> **About this exercise**: What is needed is an exact copy of every record.
═══
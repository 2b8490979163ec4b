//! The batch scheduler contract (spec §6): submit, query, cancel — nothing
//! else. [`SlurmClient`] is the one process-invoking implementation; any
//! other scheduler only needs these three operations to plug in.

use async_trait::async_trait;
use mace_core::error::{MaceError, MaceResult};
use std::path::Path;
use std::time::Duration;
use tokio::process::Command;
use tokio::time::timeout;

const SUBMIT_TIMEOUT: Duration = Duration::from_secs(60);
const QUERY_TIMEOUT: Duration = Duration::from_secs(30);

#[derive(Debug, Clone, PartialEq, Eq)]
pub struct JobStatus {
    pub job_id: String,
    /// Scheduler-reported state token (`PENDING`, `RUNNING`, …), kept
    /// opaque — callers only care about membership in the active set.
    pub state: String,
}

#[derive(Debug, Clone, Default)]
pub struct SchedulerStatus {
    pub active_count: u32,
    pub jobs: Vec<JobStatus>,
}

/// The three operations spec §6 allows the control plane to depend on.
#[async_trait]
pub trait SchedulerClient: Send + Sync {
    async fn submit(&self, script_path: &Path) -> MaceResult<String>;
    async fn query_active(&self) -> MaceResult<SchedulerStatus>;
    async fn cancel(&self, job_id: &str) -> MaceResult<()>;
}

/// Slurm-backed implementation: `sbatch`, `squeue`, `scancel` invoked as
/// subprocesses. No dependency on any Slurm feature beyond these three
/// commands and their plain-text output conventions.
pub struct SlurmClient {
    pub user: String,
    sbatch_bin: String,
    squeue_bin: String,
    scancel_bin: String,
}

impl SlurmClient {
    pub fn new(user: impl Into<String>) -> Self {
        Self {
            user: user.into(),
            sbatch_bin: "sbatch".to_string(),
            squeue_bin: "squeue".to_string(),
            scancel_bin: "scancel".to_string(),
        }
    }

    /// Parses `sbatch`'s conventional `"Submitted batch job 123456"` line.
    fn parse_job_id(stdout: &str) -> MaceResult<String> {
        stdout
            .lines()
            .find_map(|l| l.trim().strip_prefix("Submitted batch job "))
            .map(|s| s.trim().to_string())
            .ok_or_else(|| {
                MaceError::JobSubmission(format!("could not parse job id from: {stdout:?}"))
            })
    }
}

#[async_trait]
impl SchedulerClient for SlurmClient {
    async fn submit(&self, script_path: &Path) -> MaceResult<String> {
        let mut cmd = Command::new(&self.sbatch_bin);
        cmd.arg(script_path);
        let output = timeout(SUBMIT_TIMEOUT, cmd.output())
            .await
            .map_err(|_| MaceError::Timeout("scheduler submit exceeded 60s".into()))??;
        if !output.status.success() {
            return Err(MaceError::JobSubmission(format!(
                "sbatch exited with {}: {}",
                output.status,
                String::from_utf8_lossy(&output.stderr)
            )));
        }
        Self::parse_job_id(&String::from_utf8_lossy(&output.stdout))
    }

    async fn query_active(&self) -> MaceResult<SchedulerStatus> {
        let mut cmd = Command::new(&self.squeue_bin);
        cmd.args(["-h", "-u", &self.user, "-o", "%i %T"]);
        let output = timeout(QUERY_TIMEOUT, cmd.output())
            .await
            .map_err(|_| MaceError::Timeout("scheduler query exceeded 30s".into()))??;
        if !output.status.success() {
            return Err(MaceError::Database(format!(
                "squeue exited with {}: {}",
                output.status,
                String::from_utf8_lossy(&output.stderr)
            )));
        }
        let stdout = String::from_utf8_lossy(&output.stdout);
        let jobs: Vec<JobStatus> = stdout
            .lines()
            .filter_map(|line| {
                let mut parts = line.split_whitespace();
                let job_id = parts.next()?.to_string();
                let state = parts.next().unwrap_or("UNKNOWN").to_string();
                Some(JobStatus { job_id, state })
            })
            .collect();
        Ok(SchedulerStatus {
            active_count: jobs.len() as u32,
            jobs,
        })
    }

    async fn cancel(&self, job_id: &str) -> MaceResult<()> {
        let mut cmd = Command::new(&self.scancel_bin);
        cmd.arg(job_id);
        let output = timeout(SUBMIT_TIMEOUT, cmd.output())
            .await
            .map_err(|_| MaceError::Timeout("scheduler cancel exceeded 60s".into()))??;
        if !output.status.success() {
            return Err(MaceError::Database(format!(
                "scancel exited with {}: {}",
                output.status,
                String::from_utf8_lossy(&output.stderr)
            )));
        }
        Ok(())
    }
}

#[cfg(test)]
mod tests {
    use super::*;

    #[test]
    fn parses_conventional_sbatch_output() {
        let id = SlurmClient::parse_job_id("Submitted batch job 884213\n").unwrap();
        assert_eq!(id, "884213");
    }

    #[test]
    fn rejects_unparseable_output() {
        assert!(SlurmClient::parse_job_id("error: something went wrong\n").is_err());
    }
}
═══
> **Worked solution**:
repository 2b8490979163ec4b
//! The batch scheduler contract (spec §6): submit, query, cancel — nothing
//! else. [`SlurmClient`] is the one process-invoking implementation; any
//! other scheduler only needs these three operations to plug in.

use async_trait::async_trait;
use mace_core::error::{MaceError, MaceResult};
use std::path::Path;
use std::time::Duration;
use tokio::process::Command;
use tokio::time::timeout;

const SUBMIT_TIMEOUT: Duration = Duration::from_secs(60);
const QUERY_TIMEOUT: Duration = Duration::from_secs(30);

#[derive(Debug, Clone, PartialEq, Eq)]
pub struct JobStatus {
    pub job_id: String,
    /// Scheduler-reported state token (`PENDING`, `RUNNING`, …), kept
    /// opaque — callers only care about membership in the active set.
    pub state: String,
}

#[derive(Debug, Clone, Default)]
pub struct SchedulerStatus {
    pub active_count: u32,
    pub jobs: Vec<JobStatus>,
}

/// The three operations spec §6 allows the control plane to depend on.
#[async_trait]
pub trait SchedulerClient: Send + Sync {
    async fn submit(&self, script_path: &Path) -> MaceResult<String>;
    async fn query_active(&self) -> MaceResult<SchedulerStatus>;
    async fn cancel(&self, job_id: &str) -> MaceResult<()>;
}

/// Slurm-backed implementation: `sbatch`, `squeue`, `scancel` invoked as
/// subprocesses. No dependency on any Slurm feature beyond these three
/// commands and their plain-text output conventions.
pub struct SlurmClient {
    pub user: String,
    sbatch_bin: String,
    squeue_bin: String,
    scancel_bin: String,
}

impl SlurmClient {
    pub fn new(user: impl Into<String>) -> Self {
        Self {
            user: user.into(),
            sbatch_bin: "sbatch".to_string(),
            squeue_bin: "squeue".to_string(),
            scancel_bin: "scancel".to_string(),
        }
    }

    /// Parses `sbatch`'s conventional `"Submitted batch job 123456"` line.
    fn parse_job_id(stdout: &str) -> MaceResult<String> {
        stdout
            .lines()
            .find_map(|l| l.trim().strip_prefix("Submitted batch job "))
            .map(|s| s.trim().to_string())
            .ok_or_else(|| {
                MaceError::JobSubmission(format!("could not parse job id from: {stdout:?}"))
            })
    }
}

#[async_trait]
impl SchedulerClient for SlurmClient {
    async fn submit(&self, script_path: &Path) -> MaceResult<String> {
        let mut cmd = Command::new(&self.sbatch_bin);
        cmd.arg(script_path);
        let output = timeout(SUBMIT_TIMEOUT, cmd.output())
            .await
            .map_err(|_| MaceError::Timeout("scheduler submit exceeded 60s".into()))??;
        if !output.status.success() {
            return Err(MaceError::JobSubmission(format!(
                "sbatch exited with {}: {}",
                output.status,
                String::from_utf8_lossy(&output.stderr)
            )));
        }
        Self::parse_job_id(&String::from_utf8_lossy(&output.stdout))
    }

    async fn query_active(&self) -> MaceResult<SchedulerStatus> {
        let mut cmd = Command::new(&self.squeue_bin);
        cmd.args(["-h", "-u", &self.user, "-o", "%i %T"]);
        let output = timeout(QUERY_TIMEOUT, cmd.output())
            .await
            .map_err(|_| MaceError::Timeout("scheduler query exceeded 30s".into()))??;
        if !output.status.success() {
            return Err(MaceError::Database(format!(
                "squeue exited with {}: {}",
                output.status,
                String::from_utf8_lossy(&output.stderr)
            )));
        }
        let stdout = String::from_utf8_lossy(&output.stdout);
        let jobs: Vec<JobStatus> = stdout
            .lines()
            .filter_map(|line| {
                let mut parts = line.split_whitespace();
                let job_id = parts.next()?.to_string();
                let state = parts.next().unwrap_or("UNKNOWN").to_string();
                Some(JobStatus { job_id, state })
            })
            .collect();
        Ok(SchedulerStatus {
            active_count: jobs.len() as u32,
            jobs,
        })
    }

    async fn cancel(&self, job_id: &str) -> MaceResult<()> {
        let mut cmd = Command::new(&self.scancel_bin);
        cmd.arg(job_id);
        let output = timeout(SUBMIT_TIMEOUT, cmd.output())
            .await
            .map_err(|_| MaceError::Timeout("scheduler cancel exceeded 60s".into()))??;
        if !output.status.success() {
            return Err(MaceError::Database(format!(
                "scancel exited with {}: {}",
                output.status,
                String::from_utf8_lossy(&output.stderr)
            )));
        }
        Ok(())
    }
}

#[cfg(test)]
mod tests {
    use super::*;

    #[test]
    fn parses_conventional_sbatch_output() {
        let id = SlurmClient::parse_job_id("Submitted batch job 884213\n").unwrap();
        assert_eq!(id, "884213");
    }

    #[test]
    fn rejects_unparseable_output() {
        assert!(SlurmClient::parse_job_id("error: something went wrong\n").is_err());
    }
}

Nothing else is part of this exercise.